### LISTED RECORDS ###

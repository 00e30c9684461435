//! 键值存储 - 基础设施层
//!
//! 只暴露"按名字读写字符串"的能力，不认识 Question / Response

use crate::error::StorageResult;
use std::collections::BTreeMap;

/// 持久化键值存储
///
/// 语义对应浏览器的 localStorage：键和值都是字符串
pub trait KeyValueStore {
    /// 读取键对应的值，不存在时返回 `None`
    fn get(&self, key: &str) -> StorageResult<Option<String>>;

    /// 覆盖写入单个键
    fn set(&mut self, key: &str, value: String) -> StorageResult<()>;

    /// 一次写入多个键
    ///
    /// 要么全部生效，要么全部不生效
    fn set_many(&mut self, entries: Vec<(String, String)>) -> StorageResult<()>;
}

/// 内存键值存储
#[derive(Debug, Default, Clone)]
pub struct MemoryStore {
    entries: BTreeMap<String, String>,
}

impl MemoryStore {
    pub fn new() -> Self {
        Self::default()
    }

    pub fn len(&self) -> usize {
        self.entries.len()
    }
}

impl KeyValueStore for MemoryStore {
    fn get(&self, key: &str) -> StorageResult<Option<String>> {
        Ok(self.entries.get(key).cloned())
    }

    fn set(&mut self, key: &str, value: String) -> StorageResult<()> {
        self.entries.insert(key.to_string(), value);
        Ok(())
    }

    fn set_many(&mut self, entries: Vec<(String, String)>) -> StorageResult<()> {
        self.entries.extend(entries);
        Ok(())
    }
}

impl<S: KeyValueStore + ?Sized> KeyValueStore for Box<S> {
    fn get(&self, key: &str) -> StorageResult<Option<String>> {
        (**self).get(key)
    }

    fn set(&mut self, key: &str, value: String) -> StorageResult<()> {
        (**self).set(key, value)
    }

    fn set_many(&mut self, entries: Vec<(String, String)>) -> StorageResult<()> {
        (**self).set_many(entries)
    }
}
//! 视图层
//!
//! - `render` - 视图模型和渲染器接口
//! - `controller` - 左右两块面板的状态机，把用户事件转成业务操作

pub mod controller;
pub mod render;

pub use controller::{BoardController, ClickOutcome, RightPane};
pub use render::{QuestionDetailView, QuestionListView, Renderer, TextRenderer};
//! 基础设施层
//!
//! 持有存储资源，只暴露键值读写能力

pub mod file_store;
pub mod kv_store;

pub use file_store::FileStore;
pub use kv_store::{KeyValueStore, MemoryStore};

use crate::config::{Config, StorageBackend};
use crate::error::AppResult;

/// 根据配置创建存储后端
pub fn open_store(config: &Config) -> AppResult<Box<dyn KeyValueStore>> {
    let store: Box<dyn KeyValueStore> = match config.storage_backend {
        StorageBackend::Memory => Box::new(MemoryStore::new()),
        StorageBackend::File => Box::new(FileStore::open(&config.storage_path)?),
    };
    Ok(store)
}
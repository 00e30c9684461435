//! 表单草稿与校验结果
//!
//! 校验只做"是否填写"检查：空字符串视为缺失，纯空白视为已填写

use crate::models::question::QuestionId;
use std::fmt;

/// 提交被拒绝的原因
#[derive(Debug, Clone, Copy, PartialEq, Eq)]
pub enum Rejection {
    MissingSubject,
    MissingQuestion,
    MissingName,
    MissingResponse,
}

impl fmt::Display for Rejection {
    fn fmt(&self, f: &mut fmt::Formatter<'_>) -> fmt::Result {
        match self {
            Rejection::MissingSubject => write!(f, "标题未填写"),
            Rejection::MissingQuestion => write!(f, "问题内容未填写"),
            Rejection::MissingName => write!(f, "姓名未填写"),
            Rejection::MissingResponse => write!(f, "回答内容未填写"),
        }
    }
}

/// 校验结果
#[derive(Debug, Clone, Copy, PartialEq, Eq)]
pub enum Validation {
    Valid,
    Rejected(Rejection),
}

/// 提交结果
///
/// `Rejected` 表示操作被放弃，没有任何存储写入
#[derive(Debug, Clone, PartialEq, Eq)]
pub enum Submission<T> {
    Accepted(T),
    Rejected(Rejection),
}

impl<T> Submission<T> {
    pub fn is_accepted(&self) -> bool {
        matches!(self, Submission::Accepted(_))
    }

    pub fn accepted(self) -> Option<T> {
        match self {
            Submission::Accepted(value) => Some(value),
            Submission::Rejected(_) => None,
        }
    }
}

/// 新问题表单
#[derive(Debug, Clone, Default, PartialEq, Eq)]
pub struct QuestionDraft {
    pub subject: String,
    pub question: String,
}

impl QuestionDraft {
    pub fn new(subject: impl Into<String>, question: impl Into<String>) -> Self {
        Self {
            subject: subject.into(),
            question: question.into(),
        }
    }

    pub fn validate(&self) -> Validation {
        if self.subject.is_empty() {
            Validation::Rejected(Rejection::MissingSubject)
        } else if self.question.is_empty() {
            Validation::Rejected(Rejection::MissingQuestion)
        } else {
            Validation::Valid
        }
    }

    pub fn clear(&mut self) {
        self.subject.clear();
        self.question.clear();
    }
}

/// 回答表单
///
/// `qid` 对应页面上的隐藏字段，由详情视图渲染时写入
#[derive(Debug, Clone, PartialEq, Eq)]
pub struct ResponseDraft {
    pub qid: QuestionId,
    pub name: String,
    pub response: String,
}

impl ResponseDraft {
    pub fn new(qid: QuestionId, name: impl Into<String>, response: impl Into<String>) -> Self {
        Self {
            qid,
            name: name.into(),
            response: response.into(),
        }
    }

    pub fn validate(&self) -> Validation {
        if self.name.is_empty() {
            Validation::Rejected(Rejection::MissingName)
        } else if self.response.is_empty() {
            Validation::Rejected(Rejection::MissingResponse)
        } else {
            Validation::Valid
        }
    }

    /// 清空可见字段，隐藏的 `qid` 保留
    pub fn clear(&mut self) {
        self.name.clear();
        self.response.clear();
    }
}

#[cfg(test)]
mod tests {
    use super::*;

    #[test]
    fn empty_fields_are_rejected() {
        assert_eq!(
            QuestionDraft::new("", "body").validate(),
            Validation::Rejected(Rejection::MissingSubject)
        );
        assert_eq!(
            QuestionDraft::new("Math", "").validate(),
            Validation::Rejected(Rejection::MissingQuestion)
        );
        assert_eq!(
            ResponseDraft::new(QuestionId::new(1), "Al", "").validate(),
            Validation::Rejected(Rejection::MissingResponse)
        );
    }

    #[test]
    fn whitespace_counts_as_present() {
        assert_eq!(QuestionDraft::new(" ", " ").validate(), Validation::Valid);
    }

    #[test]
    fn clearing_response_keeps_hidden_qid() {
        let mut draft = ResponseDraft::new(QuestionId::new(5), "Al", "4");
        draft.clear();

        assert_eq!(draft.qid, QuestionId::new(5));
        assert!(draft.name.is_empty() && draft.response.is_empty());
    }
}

###

## EXERCISE DETAILS
Return every record above exactly as written.

## FINAL ANSWER
repository 00e30c9684461435
//! 键值存储 - 基础设施层
//!
//! 只暴露"按名字读写字符串"的能力，不认识 Question / Response

use crate::error::StorageResult;
use std::collections::BTreeMap;

/// 持久化键值存储
///
/// 语义对应浏览器的 localStorage：键和值都是字符串
pub trait KeyValueStore {
    /// 读取键对应的值，不存在时返回 `None`
    fn get(&self, key: &str) -> StorageResult<Option<String>>;

    /// 覆盖写入单个键
    fn set(&mut self, key: &str, value: String) -> StorageResult<()>;

    /// 一次写入多个键
    ///
    /// 要么全部生效，要么全部不生效
    fn set_many(&mut self, entries: Vec<(String, String)>) -> StorageResult<()>;
}

/// 内存键值存储
#[derive(Debug, Default, Clone)]
pub struct MemoryStore {
    entries: BTreeMap<String, String>,
}

impl MemoryStore {
    pub fn new() -> Self {
        Self::default()
    }

    pub fn len(&self) -> usize {
        self.entries.len()
    }
}

impl KeyValueStore for MemoryStore {
    fn get(&self, key: &str) -> StorageResult<Option<String>> {
        Ok(self.entries.get(key).cloned())
    }

    fn set(&mut self, key: &str, value: String) -> StorageResult<()> {
        self.entries.insert(key.to_string(), value);
        Ok(())
    }

    fn set_many(&mut self, entries: Vec<(String, String)>) -> StorageResult<()> {
        self.entries.extend(entries);
        Ok(())
    }
}

impl<S: KeyValueStore + ?Sized> KeyValueStore for Box<S> {
    fn get(&self, key: &str) -> StorageResult<Option<String>> {
        (**self).get(key)
    }

    fn set(&mut self, key: &str, value: String) -> StorageResult<()> {
        (**self).set(key, value)
    }

    fn set_many(&mut self, entries: Vec<(String, String)>) -> StorageResult<()> {
        (**self).set_many(entries)
    }
}
//! 视图层
//!
//! - `render` - 视图模型和渲染器接口
//! - `controller` - 左右两块面板的状态机，把用户事件转成业务操作

pub mod controller;
pub mod render;

pub use controller::{BoardController, ClickOutcome, RightPane};
pub use render::{QuestionDetailView, QuestionListView, Renderer, TextRenderer};
//! 基础设施层
//!
//! 持有存储资源，只暴露键值读写能力

pub mod file_store;
pub mod kv_store;

pub use file_store::FileStore;
pub use kv_store::{KeyValueStore, MemoryStore};

use crate::config::{Config, StorageBackend};
use crate::error::AppResult;

/// 根据配置创建存储后端
pub fn open_store(config: &Config) -> AppResult<Box<dyn KeyValueStore>> {
    let store: Box<dyn KeyValueStore> = match config.storage_backend {
        StorageBackend::Memory => Box::new(MemoryStore::new()),
        StorageBackend::File => Box::new(FileStore::open(&config.storage_path)?),
    };
    Ok(store)
}
repository 00e30c9684461435
//! 表单草稿与校验结果
//!
//! 校验只做"是否填写"检查：空字符串视为缺失，纯空白视为已填写

use crate::models::question::QuestionId;
use std::fmt;

/// 提交被拒绝的原因
#[derive(Debug, Clone, Copy, PartialEq, Eq)]
pub enum Rejection {
    MissingSubject,
    MissingQuestion,
    MissingName,
    MissingResponse,
}

impl fmt::Display for Rejection {
    fn fmt(&self, f: &mut fmt::Formatter<'_>) -> fmt::Result {
        match self {
            Rejection::MissingSubject => write!(f, "标题未填写"),
            Rejection::MissingQuestion => write!(f, "问题内容未填写"),
            Rejection::MissingName => write!(f, "姓名未填写"),
            Rejection::MissingResponse => write!(f, "回答内容未填写"),
        }
    }
}

/// 校验结果
#[derive(Debug, Clone, Copy, PartialEq, Eq)]
pub enum Validation {
    Valid,
    Rejected(Rejection),
}

/// 提交结果
///
/// `Rejected` 表示操作被放弃，没有任何存储写入
#[derive(Debug, Clone, PartialEq, Eq)]
pub enum Submission<T> {
    Accepted(T),
    Rejected(Rejection),
}

impl<T> Submission<T> {
    pub fn is_accepted(&self) -> bool {
        matches!(self, Submission::Accepted(_))
    }

    pub fn accepted(self) -> Option<T> {
        match self {
            Submission::Accepted(value) => Some(value),
            Submission::Rejected(_) => None,
        }
    }
}

/// 新问题表单
#[derive(Debug, Clone, Default, PartialEq, Eq)]
pub struct QuestionDraft {
    pub subject: String,
    pub question: String,
}

impl QuestionDraft {
    pub fn new(subject: impl Into<String>, question: impl Into<String>) -> Self {
        Self {
            subject: subject.into(),
            question: question.into(),
        }
    }

    pub fn validate(&self) -> Validation {
        if self.subject.is_empty() {
            Validation::Rejected(Rejection::MissingSubject)
        } else if self.question.is_empty() {
            Validation::Rejected(Rejection::MissingQuestion)
        } else {
            Validation::Valid
        }
    }

    pub fn clear(&mut self) {
        self.subject.clear();
        self.question.clear();
    }
}

/// 回答表单
///
/// `qid` 对应页面上的隐藏字段，由详情视图渲染时写入
#[derive(Debug, Clone, PartialEq, Eq)]
pub struct ResponseDraft {
    pub qid: QuestionId,
    pub name: String,
    pub response: String,
}

impl ResponseDraft {
    pub fn new(qid: QuestionId, name: impl Into<String>, response: impl Into<String>) -> Self {
        Self {
            qid,
            name: name.into(),
            response: response.into(),
        }
    }

    pub fn validate(&self) -> Validation {
        if self.name.is_empty() {
            Validation::Rejected(Rejection::MissingName)
        } else if self.response.is_empty() {
            Validation::Rejected(Rejection::MissingResponse)
        } else {
            Validation::Valid
        }
    }

    /// 清空可见字段，隐藏的 `qid` 保留
    pub fn clear(&mut self) {
        self.name.clear();
        self.response.clear();
    }
}

#[cfg(test)]
mod tests {
    use super::*;

    #[test]
    fn empty_fields_are_rejected() {
        assert_eq!(
            QuestionDraft::new("", "body").validate(),
            Validation::Rejected(Rejection::MissingSubject)
        );
        assert_eq!(
            QuestionDraft::new("Math", "").validate(),
            Validation::Rejected(Rejection::MissingQuestion)
        );
        assert_eq!(
            ResponseDraft::new(QuestionId::new(1), "Al", "").validate(),
            Validation::Rejected(Rejection::MissingResponse)
        );
    }

    #[test]
    fn whitespace_counts_as_present() {
        assert_eq!(QuestionDraft::new(" ", " ").validate(), Validation::Valid);
    }

    #[test]
    fn clearing_response_keeps_hidden_qid() {
        let mut draft = ResponseDraft::new(QuestionId::new(5), "Al", "4");
        draft.clear();

        assert_eq!(draft.qid, QuestionId::new(5));
        assert!(draft.name.is_empty() && draft.response.is_empty());
    }
}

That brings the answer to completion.